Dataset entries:
*-*-*
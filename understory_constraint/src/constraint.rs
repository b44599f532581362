// Copyright 2025 the Understory Authors
// SPDX-License-Identifier: Apache-2.0 OR MIT

//! Constraint values and their identifiers.

use crate::types::{ItemId, LayoutAttribute, Priority, Relation};

/// Identifier for a constraint attached to a [`ConstraintLayout`](crate::ConstraintLayout) (generational).
#[derive(Copy, Clone, Debug, Eq, PartialEq, Hash, PartialOrd, Ord)]
pub struct ConstraintId(pub(crate) u32, pub(crate) u32);

impl ConstraintId {
    pub(crate) const fn new(idx: u32, generation: u32) -> Self {
        Self(idx, generation)
    }

    pub(crate) const fn idx(self) -> usize {
        self.0 as usize
    }
}

/// `first_item.first_attribute REL second_item.second_attribute * multiplier + constant`
///
/// A `Constraint` is a plain value until it is handed to
/// [`ConstraintLayout::add_constraints`](crate::ConstraintLayout::add_constraints).
/// Once attached, the layout owns it and only the constant can change, through
/// [`ConstraintLayout::set_constant`](crate::ConstraintLayout::set_constant).
///
/// ```rust
/// use understory_constraint::{
///     Constraint, ConstraintLayout, ItemProps, LayoutAttribute, Priority, Relation,
/// };
///
/// let mut layout = ConstraintLayout::new();
/// let a = layout.insert_item(None, ItemProps::default());
/// let b = layout.insert_item(None, ItemProps::default());
///
/// // b.width == a.width * 0.5 + 10, but only as a strong preference.
/// let c = Constraint::new(
///     b,
///     LayoutAttribute::Width,
///     Relation::Equal,
///     a,
///     LayoutAttribute::Width,
///     0.5,
///     10.0,
/// )
/// .with_priority(Priority::DEFAULT_HIGH);
/// assert!(!c.priority.is_required());
/// ```
#[derive(Clone, Debug, PartialEq)]
pub struct Constraint {
    /// Item on the left-hand side.
    pub first_item: ItemId,
    /// Attribute of `first_item`.
    pub first_attribute: LayoutAttribute,
    /// Relation between both sides.
    pub relation: Relation,
    /// Item on the right-hand side, `None` for a constant-only constraint.
    pub second_item: Option<ItemId>,
    /// Attribute of `second_item`, [`LayoutAttribute::NotAnAttribute`] when absent.
    pub second_attribute: LayoutAttribute,
    /// Scale applied to the right-hand attribute.
    pub multiplier: f64,
    /// Offset added to the right-hand side.
    pub constant: f64,
    /// Priority; [`Priority::REQUIRED`] unless changed before attaching.
    pub priority: Priority,
    /// Host hint that this constraint should survive serialization of the item tree.
    pub should_persist: bool,
}

impl Constraint {
    /// A relation between two item attributes.
    pub fn new(
        first_item: ItemId,
        first_attribute: LayoutAttribute,
        relation: Relation,
        second_item: ItemId,
        second_attribute: LayoutAttribute,
        multiplier: f64,
        constant: f64,
    ) -> Self {
        Self {
            first_item,
            first_attribute,
            relation,
            second_item: Some(second_item),
            second_attribute,
            multiplier,
            constant,
            priority: Priority::REQUIRED,
            should_persist: false,
        }
    }

    /// `item.attribute REL constant`.
    pub fn constant(
        item: ItemId,
        attribute: LayoutAttribute,
        relation: Relation,
        constant: f64,
    ) -> Self {
        Self {
            first_item: item,
            first_attribute: attribute,
            relation,
            second_item: None,
            second_attribute: LayoutAttribute::NotAnAttribute,
            multiplier: 0.0,
            constant,
            priority: Priority::REQUIRED,
            should_persist: false,
        }
    }

    /// `first.attribute == second.attribute + constant`, the common alignment form.
    pub fn equal(
        first_item: ItemId,
        second_item: ItemId,
        attribute: LayoutAttribute,
        constant: f64,
    ) -> Self {
        Self::new(
            first_item,
            attribute,
            Relation::Equal,
            second_item,
            attribute,
            1.0,
            constant,
        )
    }

    /// Builder: set the priority.
    pub fn with_priority(mut self, priority: Priority) -> Self {
        self.priority = priority;
        self
    }

    /// Builder: set [`Constraint::should_persist`].
    pub fn persisted(mut self, should_persist: bool) -> Self {
        self.should_persist = should_persist;
        self
    }

    /// Items referenced by this constraint.
    pub fn items(&self) -> impl Iterator<Item = ItemId> + '_ {
        core::iter::once(self.first_item).chain(self.second_item)
    }

    /// Check the shape of the constraint, ignoring item liveness.
    pub(crate) fn validate(&self) -> Result<(), &'static str> {
        let Some(axis) = self.first_attribute.axis() else {
            return Err("first attribute must not be NotAnAttribute");
        };
        if !self.multiplier.is_finite() || !self.constant.is_finite() {
            return Err("multiplier and constant must be finite");
        }
        match self.second_item {
            None => {
                if self.second_attribute != LayoutAttribute::NotAnAttribute {
                    return Err("second attribute requires a second item");
                }
                if self.first_attribute.is_directional() {
                    return Err("leading/trailing need a second item to measure from");
                }
            }
            Some(_) => {
                let Some(second_axis) = self.second_attribute.axis() else {
                    return Err("second item requires a second attribute");
                };
                let first = self.first_attribute;
                let second = self.second_attribute;
                if first.is_size() != second.is_size() {
                    return Err("cannot relate a location attribute to a size attribute");
                }
                if first.is_location() && axis != second_axis {
                    return Err("cannot relate locations on different axes");
                }
                if (first.is_directional() && second.is_absolute_horizontal_edge())
                    || (second.is_directional() && first.is_absolute_horizontal_edge())
                {
                    return Err("cannot mix leading/trailing with left/right");
                }
                if first.is_location() && self.multiplier == 0.0 {
                    return Err("a location cannot be related to zero times another location");
                }
            }
        }
        Ok(())
    }
}

/// Solve-time state of an attached constraint.
#[derive(Copy, Clone, Debug, PartialEq)]
pub enum ConstraintState {
    /// The relation holds within tolerance.
    Satisfied,
    /// An optional constraint the solver could not satisfy.
    Violated {
        /// Magnitude of the violation.
        residual: f64,
    },
}

#[cfg(test)]
mod tests {
    use super::*;

    fn ids() -> (ItemId, ItemId) {
        (ItemId::new(0, 1), ItemId::new(1, 1))
    }

    #[test]
    fn builders() {
        let (a, b) = ids();
        let c = Constraint::equal(a, b, LayoutAttribute::Top, 4.0)
            .with_priority(Priority::DEFAULT_LOW)
            .persisted(true);
        assert_eq!(c.priority, Priority::DEFAULT_LOW);
        assert!(c.should_persist);
        assert_eq!(c.items().collect::<alloc::vec::Vec<_>>(), [a, b]);
        assert!(c.validate().is_ok());
    }

    #[test]
    fn rejects_mixed_axes_and_kinds() {
        let (a, b) = ids();
        let axes = Constraint::equal(a, b, LayoutAttribute::Top, 0.0);
        let mut axes = axes;
        axes.second_attribute = LayoutAttribute::Left;
        assert!(axes.validate().is_err());

        let kinds = Constraint::new(
            a,
            LayoutAttribute::Width,
            Relation::Equal,
            b,
            LayoutAttribute::Left,
            1.0,
            0.0,
        );
        assert!(kinds.validate().is_err());

        let directional = Constraint::new(
            a,
            LayoutAttribute::Leading,
            Relation::Equal,
            b,
            LayoutAttribute::Right,
            1.0,
            0.0,
        );
        assert!(directional.validate().is_err());
    }

    #[test]
    fn size_across_axes_is_allowed() {
        let (a, b) = ids();
        let aspect = Constraint::new(
            a,
            LayoutAttribute::Width,
            Relation::Equal,
            b,
            LayoutAttribute::Height,
            2.0,
            0.0,
        );
        assert!(aspect.validate().is_ok());
    }

    #[test]
    fn rejects_non_finite_and_dangling_attribute() {
        let (a, _) = ids();
        let nan = Constraint::constant(a, LayoutAttribute::Width, Relation::Equal, f64::NAN);
        assert!(nan.validate().is_err());
        let mut dangling = Constraint::constant(a, LayoutAttribute::Width, Relation::Equal, 1.0);
        dangling.second_attribute = LayoutAttribute::Height;
        assert!(dangling.validate().is_err());
        let none = Constraint::constant(a, LayoutAttribute::NotAnAttribute, Relation::Equal, 1.0);
        assert!(none.validate().is_err());
        let leading = Constraint::constant(a, LayoutAttribute::Leading, Relation::Equal, 1.0);
        assert!(leading.validate().is_err());
    }
}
*-*-*
_YOUR OBJECTIVE:_ Within the data above, pick out all lines holding the word "struct".

_THE ANSWER:_
pub struct ConstraintId(pub(crate) u32, pub(crate) u32);
pub struct Constraint {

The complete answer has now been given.